Code for the ACL 2021 paper "Structural Guidance for Transformer Language Models"

Overview

Structural Guidance for Transformer Language Models

This repository accompanies the paper, Structural Guidance for Transformer Language Models, published in ACL 2021. It includes inplementation of parsing-as-language-modelling and structural scaffolding for Transformer language models.

Environment

The code is based on Python3. You can install the different modules with

bash scripts/download_and_patch_transformers.sh
pip install -r requirements.txt
python -c "import nltk;nltk.download('punkt')"

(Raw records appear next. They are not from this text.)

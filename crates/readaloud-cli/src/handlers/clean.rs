//! Clean command handler.

use std::io;

use readaloud_core::clean_for_speech;

use crate::commands::TextInput;
use crate::error::CliError;
use crate::utils::input::read_text;

/// Print the text the engine would receive.
pub fn execute(input: &TextInput) -> Result<(), CliError> {
    let (text, _) = read_text(input, io::stdin())?;
    println!("{}", clean_for_speech(Some(&text)));
    Ok(())
}
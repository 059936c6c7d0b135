//! Speech engine setup errors.

/// Errors that can occur while choosing or building a speech engine.
///
/// Playback failures are not represented here: they are reported as
/// [`SpeechFailure`](readaloud_core::SpeechFailure) events and never leave
/// the controller.
#[derive(Debug, thiserror::Error)]
pub enum EngineError {
    /// The configured program is not one this crate can drive.
    #[error("Unknown speech engine '{0}'")]
    UnknownEngine(String),

    /// The configured program is not installed.
    #[error("Speech engine '{0}' was not found on PATH")]
    NotInstalled(String),

    /// Engines spawn child processes and must be created inside a Tokio runtime.
    #[error("Speech engines must be created from within a Tokio runtime")]
    NoRuntime,
}
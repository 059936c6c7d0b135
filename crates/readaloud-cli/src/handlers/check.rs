//! Check command handler.
//!
//! Reports which speech program would be used and whether the control
//! would render at all.

use readaloud_core::{ReadAloudSettings, SpeechSynthesisPort};
use readaloud_speech::{SpeechProgram, detect_engine};
use serde::Serialize;

use crate::error::CliError;

// ANSI color codes
const GREEN: &str = "\x1b[32m";
const YELLOW: &str = "\x1b[33m";
const BOLD: &str = "\x1b[1m";
const RESET: &str = "\x1b[0m";

/// One known speech program and where it was found.
#[derive(Debug, Clone, Serialize)]
pub struct ProgramStatus {
    pub name: &'static str,
    pub path: Option<String>,
}

/// Result of probing the host.
#[derive(Debug, Clone, Serialize)]
#[serde(rename_all = "camelCase")]
pub struct EngineReport {
    /// Whether speech synthesis is available; when false the control is hidden.
    pub supported: bool,
    /// Engine that would be used, `"none"` when unsupported.
    pub engine: &'static str,
    /// Language tag that would be passed to the engine.
    pub language: String,
    pub programs: Vec<ProgramStatus>,
}

impl EngineReport {
    /// Inspect the host using `settings`.
    pub fn inspect(settings: &ReadAloudSettings) -> Result<Self, CliError> {
        let engine = detect_engine(settings)?;
        Ok(Self::from_engine(engine.as_ref(), settings))
    }

    fn from_engine(engine: &dyn SpeechSynthesisPort, settings: &ReadAloudSettings) -> Self {
        let programs = SpeechProgram::SEARCH_ORDER
            .into_iter()
            .map(|program| ProgramStatus {
                name: program.binary(),
                path: program.locate().map(|p| p.display().to_string()),
            })
            .collect();

        Self {
            supported: engine.is_supported(),
            engine: engine.name(),
            language: settings.effective_language().to_string(),
            programs,
        }
    }

    /// Human-readable rendering.
    pub fn render(&self) -> String {
        let mut out = String::new();
        if self.supported {
            out.push_str(&format!(
                "{GREEN}✓ Speech available{RESET} via {BOLD}{}{RESET} ({})\n",
                self.engine, self.language
            ));
        } else {
            out.push_str(&format!(
                "{YELLOW}○ No speech engine found{RESET}: the read-aloud control is hidden\n"
            ));
        }

        for program in &self.programs {
            let status = program
                .path
                .as_deref()
                .map_or_else(|| "not found".to_string(), ToString::to_string);
            out.push_str(&format!("  {:<10} {status}\n", program.name));
        }
        out
    }
}

/// Execute the check command.
pub fn execute(settings: &ReadAloudSettings, json: bool) -> Result<(), CliError> {
    let report = EngineReport::inspect(settings)?;
    if json {
        let body = serde_json::to_string_pretty(&report)
            .map_err(|e| CliError::Io(format!("failed to encode report: {e}")))?;
        println!("{body}");
    } else {
        print!("{}", report.render());
    }
    Ok(())
}
//! Terminal host for the read-aloud control.
//!
//! The `readaloud` binary is the composition root: it loads `.env`, builds
//! [`ReadAloudSettings`](readaloud_core::ReadAloudSettings) from the
//! environment and flags, picks a speech engine and hands it to the
//! controller. Handlers live in [`handlers`]; everything they decide about
//! playback comes from `readaloud-speech`.

#![deny(unsafe_code)]
#![deny(unused_crate_dependencies)]

#[cfg(test)]
use tempfile as _;
#[cfg(test)]
use tokio_test as _;

// Used by the binary only.
use anyhow as _;
use dotenvy as _;
use tracing_subscriber as _;

pub mod commands;
pub mod error;
pub mod handlers;
pub mod parser;
pub mod utils;

pub use commands::{Commands, TextInput};
pub use error::CliError;
pub use parser::Cli;
//! Tests for the terminal playback loop behind `readaloud speak`.

use std::sync::Arc;
use std::sync::atomic::{AtomicUsize, Ordering};

use readaloud_cli::handlers::speak::{PlaybackOutcome, play};
use readaloud_core::{
    ReadAloudProps, SpeechEvent, SpeechEventSender, SpeechPortError, SpeechSynthesisPort,
    UtteranceRequest,
};
use readaloud_speech::{ReadAloudController, UnsupportedEngine};
use tokio::sync::mpsc;

/// What the scripted engine does when asked to speak.
#[derive(Clone, Copy)]
enum Script {
    /// Report started and ended straight away.
    FinishImmediately,
    /// Report started, then never finish.
    Hang,
    /// Refuse the request.
    Refuse,
}

struct ScriptedEngine {
    script: Script,
    cancels: AtomicUsize,
    // Held so a hanging utterance keeps its channel open.
    held: std::sync::Mutex<Vec<SpeechEventSender>>,
}

impl ScriptedEngine {
    fn new(script: Script) -> Arc<Self> {
        Arc::new(Self {
            script,
            cancels: AtomicUsize::new(0),
            held: std::sync::Mutex::new(Vec::new()),
        })
    }

    fn cancels(&self) -> usize {
        self.cancels.load(Ordering::SeqCst)
    }
}

impl SpeechSynthesisPort for ScriptedEngine {
    fn is_supported(&self) -> bool {
        true
    }

    fn speak(
        &self,
        request: &UtteranceRequest,
        events: SpeechEventSender,
    ) -> Result<(), SpeechPortError> {
        match self.script {
            Script::FinishImmediately => {
                events.send(SpeechEvent::started(request.id())).unwrap();
                events.send(SpeechEvent::ended(request.id())).unwrap();
            }
            Script::Hang => {
                events.send(SpeechEvent::started(request.id())).unwrap();
                self.held.lock().unwrap().push(events);
            }
            Script::Refuse => return Err(SpeechPortError::Rejected("no voice".into())),
        }
        Ok(())
    }

    fn cancel(&self) {
        self.cancels.fetch_add(1, Ordering::SeqCst);
    }

    fn name(&self) -> &'static str {
        "scripted"
    }
}

fn controller(engine: Arc<dyn SpeechSynthesisPort>, text: &str) -> ReadAloudController {
    ReadAloudController::new(engine, ReadAloudProps::new(text))
}

#[tokio::test]
async fn finishes_when_engine_ends() {
    let engine = ScriptedEngine::new(Script::FinishImmediately);
    let outcome = play(
        controller(engine.clone(), "# Report"),
        None,
        std::future::pending::<()>(),
    )
    .await;

    assert_eq!(outcome, PlaybackOutcome::Finished);
}

#[tokio::test]
async fn enter_stops_playback() {
    let engine = ScriptedEngine::new(Script::Hang);
    let (tx, rx) = mpsc::unbounded_channel();
    tx.send(()).unwrap();

    let outcome = play(
        controller(engine.clone(), "Hello"),
        Some(rx),
        std::future::pending::<()>(),
    )
    .await;

    assert_eq!(outcome, PlaybackOutcome::Stopped);
    // Before submit, on stop, and on drop.
    assert_eq!(engine.cancels(), 3);
}

#[tokio::test]
async fn closed_stop_channel_keeps_playing_until_shutdown() {
    let engine = ScriptedEngine::new(Script::Hang);
    let (tx, rx) = mpsc::unbounded_channel::<()>();
    drop(tx);

    let outcome = play(
        controller(engine.clone(), "Hello"),
        Some(rx),
        tokio::time::sleep(std::time::Duration::from_millis(20)),
    )
    .await;

    assert_eq!(outcome, PlaybackOutcome::Interrupted);
    assert_eq!(engine.cancels(), 2);
}

#[tokio::test]
async fn shutdown_unmounts_and_cancels() {
    let engine = ScriptedEngine::new(Script::Hang);
    let outcome = play(
        controller(engine.clone(), "Hello"),
        None,
        std::future::ready(()),
    )
    .await;

    assert_eq!(outcome, PlaybackOutcome::Interrupted);
    assert_eq!(engine.cancels(), 2);
}

#[tokio::test]
async fn unsupported_host_renders_nothing() {
    let outcome = play(
        controller(Arc::new(UnsupportedEngine), "Hello"),
        None,
        std::future::pending::<()>(),
    )
    .await;

    assert_eq!(outcome, PlaybackOutcome::NotSupported);
}

#[tokio::test]
async fn empty_text_has_nothing_to_read() {
    let engine = ScriptedEngine::new(Script::FinishImmediately);
    let outcome = play(
        controller(engine.clone(), ""),
        None,
        std::future::pending::<()>(),
    )
    .await;

    assert_eq!(outcome, PlaybackOutcome::NothingToRead);
    // Only the teardown cancel.
    assert_eq!(engine.cancels(), 1);
}

#[tokio::test]
async fn refused_request_fails_to_start() {
    let engine = ScriptedEngine::new(Script::Refuse);
    let outcome = play(
        controller(engine.clone(), "Hello"),
        None,
        std::future::pending::<()>(),
    )
    .await;

    assert_eq!(outcome, PlaybackOutcome::FailedToStart);
}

The Huggingface transformers is updated indirectly through a patch. If you modifiy the code, to commit changes run

bash scripts/generate_patch.sh

and then just commit this patch

Data preparation

Prepare parsing oracle files

PLM and ScLM require syntactic parses to derive the action sequence oracle. The following command demonstrates how to prepare oracle files for these models.

python src/get_oracle.py --gen --fpath train.txt > train_gen.oracle
python src/get_oracle.py --gen --fpath dev.txt > dev_gen.oracle
python src/get_oracle.py --gen --fpath test.txt > test_gen.oracle

Prepare action ngram list

The following command generates the action ngram list for ScLM models. The training code of ScLM assumes that the action ngram list is stored in the root folder.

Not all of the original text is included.